Readers will find up-to-date accounts of symptomatology and valuable hints on the management of the first meeting with patients to bring about acceptance and compliance with drug treatment. The mode of action of antipsychotic drugs is elucidated and the atypical ones recommended as less likely to produce troublesome and sometimes irreversible side-effects. Epidemiological studies have confirmed the far greater prevalence of these late paranoid psychoses in women, and this leads a Canadian worker to consider an antipsychotic action of oestrogens and the possible role of future drugs modulating oestrogen receptors. Spanish clinical scientists advocate the role of non-biological, psychological treatments together with drug therapy for patients in whom drug treatment alone had produced little or no symptom relief.
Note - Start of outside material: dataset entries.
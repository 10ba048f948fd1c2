// Copyright (c) 2025 woxQAQ
//
// Licensed under the MIT License or Apache License 2.0
// See LICENSE files for details

//! # Error types for the IR
//!
//! Two families of errors come out of this crate:
//!
//! - **Malformed construct**: raised by builders, by node constructors while
//!   reviving JSON, and by `check()`/`validate()`. The caller has to fix the
//!   input and rebuild.
//! - **Revival**: raised by the [`NodeRegistry`](crate::NodeRegistry) when a
//!   serialized node cannot be mapped back to a known kind.

use thiserror::Error;

/// Result type alias for IR operations
pub type IrResult<T> = Result<T, IrError>;

/// Errors that can occur while building, validating or reviving IR nodes
#[derive(Debug, Error, Clone, PartialEq, Eq)]
pub enum IrError {
    /// A required field is not set
    #[error("Missing required field '{field}' in {node}")]
    MissingField { node: &'static str, field: &'static str },

    /// A placeholder slot was never filled
    #[error("Incomplete {node}: {message}")]
    Incomplete { node: &'static str, message: String },

    /// Operator not in the whitelist of the active dialect
    #[error("Unsupported operator '{operator}' for {node}")]
    UnsupportedOperator { node: &'static str, operator: String },

    /// `not` flag used with an operator that cannot be negated
    #[error("Invalid use of `not` flag with operator '{0}'")]
    InvalidNegation(String),

    /// Operand shape does not fit the operator
    #[error("Invalid operand for operator '{operator}': {message}")]
    InvalidOperand { operator: String, message: String },

    /// Table construct that requires an alias has none
    #[error("Missing alias name for {0}")]
    MissingAlias(&'static str),

    /// Two tables in the same scope share a name
    #[error("Duplicate table name '{0}'")]
    DuplicateAlias(String),

    /// Column reference points at a table that is not in scope
    #[error("Table '{0}' is not available in the current scope")]
    UnknownTable(String),

    /// Column list and value tuple lengths differ
    #[error("Column count mismatch: expected {expected} values, found {found}")]
    ArityMismatch { expected: usize, found: usize },

    /// The same column is defined twice
    #[error("Duplicate column '{0}'")]
    DuplicateColumn(String),

    /// Constraint names a column the table does not define
    #[error("Column '{0}' is not defined")]
    UnknownColumn(String),

    /// More than one primary key in a table definition
    #[error("Table '{0}' defines more than one PRIMARY KEY")]
    MultiplePrimaryKeys(String),

    /// PRIMARY KEY column made nullable
    #[error("PRIMARY KEY column '{0}' cannot be null")]
    NullablePrimaryKey(String),

    /// JOIN clause with an ON condition that does not fit its operator
    #[error("Invalid {operator} JOIN: {message}")]
    InvalidJoin { operator: String, message: String },

    /// No constructor registered for the given tag
    #[error("Kind not found: '{0}'")]
    KindNotFound(String),

    /// A node of one kind was revived where another kind was expected
    #[error("Unexpected node kind: expected {expected}, found '{found}'")]
    UnexpectedKind { expected: &'static str, found: String },

    /// JSON does not have the shape of the node it claims to be
    #[error("Invalid JSON for {node}: {message}")]
    InvalidJson { node: String, message: String },
}

impl IrError {
    /// Whether this error reports a malformed construct (builder/check/validate)
    pub fn is_malformed(&self) -> bool {
        !self.is_revival()
    }

    /// Whether this error comes from reviving untyped JSON
    pub fn is_revival(&self) -> bool {
        matches!(
            self,
            IrError::KindNotFound(_) | IrError::UnexpectedKind { .. } | IrError::InvalidJson { .. }
        )
    }

    pub(crate) fn invalid_json(node: impl Into<String>, message: impl Into<String>) -> Self {
        IrError::InvalidJson {
            node: node.into(),
            message: message.into(),
        }
    }

    pub(crate) fn invalid_operand(operator: impl Into<String>, message: impl Into<String>) -> Self {
        IrError::InvalidOperand {
            operator: operator.into(),
            message: message.into(),
        }
    }
}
More than half of the book is mainly of theoretical interest, debating whether these late paranoid psychoses belong among the schizophrenias or are diseases sui generis. Roth's descriptive concept of late paraphrenia is attacked, especially by the Swiss contingent, who describe it as both unnecessary and confusing. Their early- and late-onset cases of schizophrenia only differed owing to age influences. Declaring an interest, this reviewer in his 1966 monograph Persistent Persecutory States of the Elderly reported that one-third of his patients had presented with a few paranoid delusions, one-third had more widely spread delusions and related hallucinations and one-third was set apart by the presence of Schneider's first-rank symptoms for the diagnosis of schizophrenia. I left the question of whether all three conditions were schizophrenias open until future workers had unravelled the biological bases of these illnesses. I therefore welcomed the straight-forward declaration by the eminent American schizophrenia researcher, Nancy C. Andreasen: “I don't believe in late onset schizophrenia”. She thinks that recent work makes a convincing case for schizophrenia being a neurodevelopmental disorder and that its symptoms are the result of neural misconnections. However, at an older age these misconnections could not possibly be developmental, but due only to degenerative processes. What Emil Kraepelin and Eugen Bleuler regarded as secondary symptoms (delusions and hallucinations) are produced, but not what they considered primary symptoms, such as formal thought disorder and affective flattening, ambivalence and avolia. This absence of primary symptoms had, in fact, been found by all workers, although a few had thought them doubtfully present on long-term follow-up. In their contributions, the American editor, Rabins, and his British colleague, Howard, also accept the neural misconnection theory, but other chapters report that so far no differences between early- and late-onset cases could be found by neuroimaging or neuropsychological examinations.
Thus, in its consensus statement, the group agrees that for purposes of future research, cases arising between the ages of 40 and 60 years should be called late-onset schizophrenia. Cases with onset after the age of 60 should usually be called very late-onset schizophrenia-like psychoses. A further version of this consensus statement is in press with the American Journal of Psychiatry.